Using the Powell Unified Framework & Sequential Decision Analytics to find the optimal time to sell an asset
Investment Industry
Inventory Management
Powell Unified Framework
Reinforcement Learning
Python
Author
Kobus Esterhuysen
Published
July 11, 2023
0 INTRODUCTION
The overall structure of this project and report follows the traditional CRISP-DM format. However, instead of the CRISP-DM’S “4 Modeling” section, we inserted the “6 step modeling process” of Dr. Warren Powell in section 4 of this document. Dr Powell’s universal framework shows great promise for unifying the formalisms of at least a dozen different fields. Using his framework enables easier access to thinking patterns in these other fields that might be beneficial and informative to the sequential decision problem at hand. Traditionally, this kind of problem would be approached from the reinforcement learning perspective. However, using Dr. Powell’s wider and more comprehensive perspective almost certainly provides additional value.

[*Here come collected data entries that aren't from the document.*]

//! Engine configuration
//!
//! All timing constants live here with per-call overrides through
//! [`PollOptions`](crate::wait::PollOptions). Configuration can be built in
//! code or loaded from YAML:
//!
//! ```yaml
//! resolve_timeout_ms: 8000
//! poll_interval_ms: 100
//! row_match:
//!   token_overlap:
//!     min_ratio: 0.6
//! ```

use crate::result::{TenazError, TenazResult};
use crate::wait::PollOptions;
use serde::{Deserialize, Serialize};
use std::path::Path;
use std::time::Duration;

/// Default timeout for locator resolution (5 seconds)
pub const DEFAULT_RESOLVE_TIMEOUT_MS: u64 = 5000;

/// Default polling interval (50ms)
pub const DEFAULT_POLL_INTERVAL_MS: u64 = 50;

/// Default timeout for resolving the target of an interaction (2 seconds)
pub const DEFAULT_ACTION_TIMEOUT_MS: u64 = 2000;

/// Default timeout for post-condition verification (3 seconds)
pub const DEFAULT_POST_CONDITION_TIMEOUT_MS: u64 = 3000;

/// How a row is matched against an identifier
#[derive(Debug, Clone, Copy, Default, PartialEq, Serialize, Deserialize)]
#[serde(rename_all = "snake_case")]
pub enum MatchPolicy {
    /// Some cell's trimmed text equals the identifier (case-insensitive)
    Exact,
    /// The row text contains the identifier (case-insensitive)
    #[default]
    Contains,
    /// At least `min_ratio` of the identifier's whitespace tokens appear in the row
    TokenOverlap {
        /// Fraction of identifier tokens that must be present (0.0..=1.0)
        min_ratio: f64,
    },
}

impl MatchPolicy {
    /// Check whether a row (its full text and its cell texts) matches `identifier`
    #[must_use]
    pub fn matches(&self, identifier: &str, row_text: &str, cells: &[String]) -> bool {
        let needle = identifier.trim().to_lowercase();
        if needle.is_empty() {
            return false;
        }
        match self {
            Self::Exact => cells.iter().any(|c| c.trim().to_lowercase() == needle),
            Self::Contains => row_text.to_lowercase().contains(&needle),
            Self::TokenOverlap { min_ratio } => {
                let haystack = row_text.to_lowercase();
                let tokens: Vec<&str> = needle.split_whitespace().collect();
                let hits = tokens.iter().filter(|t| haystack.contains(*t)).count();
                hits as f64 / tokens.len() as f64 >= *min_ratio
            }
        }
    }
}

/// Configuration shared by every component of a session
#[derive(Debug, Clone, PartialEq, Serialize, Deserialize)]
#[serde(default)]
pub struct EngineConfig {
    /// Timeout for locator resolution
    pub resolve_timeout_ms: u64,
    /// Polling interval for every wait
    pub poll_interval_ms: u64,
    /// Timeout for resolving an interaction target
    pub action_timeout_ms: u64,
    /// Timeout for post-condition verification
    pub post_condition_timeout_ms: u64,
    /// Timeout for an overlay to open
    pub overlay_open_timeout_ms: u64,
    /// Timeout for an overlay to close
    pub overlay_close_timeout_ms: u64,
    /// Timeout for a table (and its rows) to render
    pub table_timeout_ms: u64,
    /// Timeout for network idle after navigation
    pub network_idle_timeout_ms: u64,
    /// How rows are matched against identifiers
    pub row_match: MatchPolicy,
}

impl Default for EngineConfig {
    fn default() -> Self {
        Self {
            resolve_timeout_ms: DEFAULT_RESOLVE_TIMEOUT_MS,
            poll_interval_ms: DEFAULT_POLL_INTERVAL_MS,
            action_timeout_ms: DEFAULT_ACTION_TIMEOUT_MS,
            post_condition_timeout_ms: DEFAULT_POST_CONDITION_TIMEOUT_MS,
            overlay_open_timeout_ms: 4000,
            overlay_close_timeout_ms: 3000,
            table_timeout_ms: 8000,
            network_idle_timeout_ms: 10_000,
            row_match: MatchPolicy::default(),
        }
    }
}

impl EngineConfig {
    /// Create config with defaults
    #[must_use]
    pub fn new() -> Self {
        Self::default()
    }

    /// Parse config from a YAML string
    pub fn from_yaml_str(yaml: &str) -> TenazResult<Self> {
        serde_yaml_ng::from_str(yaml).map_err(|e| TenazError::Config {
            message: e.to_string(),
        })
    }

    /// Load config from a YAML file
    pub fn from_file(path: impl AsRef<Path>) -> TenazResult<Self> {
        let raw = std::fs::read_to_string(path.as_ref())?;
        Self::from_yaml_str(&raw)
    }

    /// Set resolution timeout
    #[must_use]
    pub const fn with_resolve_timeout(mut self, timeout_ms: u64) -> Self {
        self.resolve_timeout_ms = timeout_ms;
        self
    }

    /// Set polling interval
    #[must_use]
    pub const fn with_poll_interval(mut self, poll_interval_ms: u64) -> Self {
        self.poll_interval_ms = poll_interval_ms;
        self
    }

    /// Set interaction target timeout
    #[must_use]
    pub const fn with_action_timeout(mut self, timeout_ms: u64) -> Self {
        self.action_timeout_ms = timeout_ms;
        self
    }

    /// Set post-condition timeout
    #[must_use]
    pub const fn with_post_condition_timeout(mut self, timeout_ms: u64) -> Self {
        self.post_condition_timeout_ms = timeout_ms;
        self
    }

    /// Set overlay open/close timeouts
    #[must_use]
    pub const fn with_overlay_timeouts(mut self, open_ms: u64, close_ms: u64) -> Self {
        self.overlay_open_timeout_ms = open_ms;
        self.overlay_close_timeout_ms = close_ms;
        self
    }

    /// Set table timeout
    #[must_use]
    pub const fn with_table_timeout(mut self, timeout_ms: u64) -> Self {
        self.table_timeout_ms = timeout_ms;
        self
    }

    /// Set row matching policy
    #[must_use]
    pub const fn with_row_match(mut self, policy: MatchPolicy) -> Self {
        self.row_match = policy;
        self
    }

    /// Poll interval as Duration
    #[must_use]
    pub const fn poll_interval(&self) -> Duration {
        Duration::from_millis(self.poll_interval_ms)
    }

    /// Options for locator resolution
    #[must_use]
    pub const fn resolve_options(&self) -> PollOptions {
        PollOptions::new(self.resolve_timeout_ms, self.poll_interval_ms)
    }

    /// Options for resolving an interaction target
    #[must_use]
    pub const fn action_options(&self) -> PollOptions {
        PollOptions::new(self.action_timeout_ms, self.poll_interval_ms)
    }

    /// Options for post-condition verification
    #[must_use]
    pub const fn post_condition_options(&self) -> PollOptions {
        PollOptions::new(self.post_condition_timeout_ms, self.poll_interval_ms)
    }

    /// Options for overlay opening
    #[must_use]
    pub const fn overlay_open_options(&self) -> PollOptions {
        PollOptions::new(self.overlay_open_timeout_ms, self.poll_interval_ms)
    }

    /// Options for overlay closing
    #[must_use]
    pub const fn overlay_close_options(&self) -> PollOptions {
        PollOptions::new(self.overlay_close_timeout_ms, self.poll_interval_ms)
    }

    /// Options for table resolution
    #[must_use]
    pub const fn table_options(&self) -> PollOptions {
        PollOptions::new(self.table_timeout_ms, self.poll_interval_ms)
    }
}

In order to make a strong mapping between the code in this notebook and the mathematics in the Powell Universal Framework (PUF), we follow the following convention for naming Python identifier names:
How to read/say
var name & flavor first
at t/n
for entity OR of/with attribute
\(\hat{R}^{fail}_{t+1,a}\) has code Rhat__fail_tt1_a which is read: “Rhatfail at t+1 of/with (attribute) a”
Superscripts
variable names have a double underscore to indicate a superscript
\(X^{\pi}\): has code X__pi, is read X pi
when there is a ‘natural’ distinction between the variable symbol and the superscript (e.g. a change in case), the double underscore is sometimes omitted: Xpi instead of X__pi, or MSpend_t instead of M__Spend_t
Subscripts
variable names have a single underscore to indicate a subscript
\(S_t\): has code S_t, is read ‘S at t’
\(M^{Spend}_t\) has code M__Spend_t which is read: “MSpend at t”
\(\hat{R}^{fail}_{t+1,a}\) has code Rhat__fail_tt1_a which is read: “Rhatfail at t+1 of/with (attribute) a” [RLSO-p436]
Arguments
collection variable names may have argument information added
\(X^{\pi}(S_t)\): has code X__piIS_tI, is read ‘X pi in S at t’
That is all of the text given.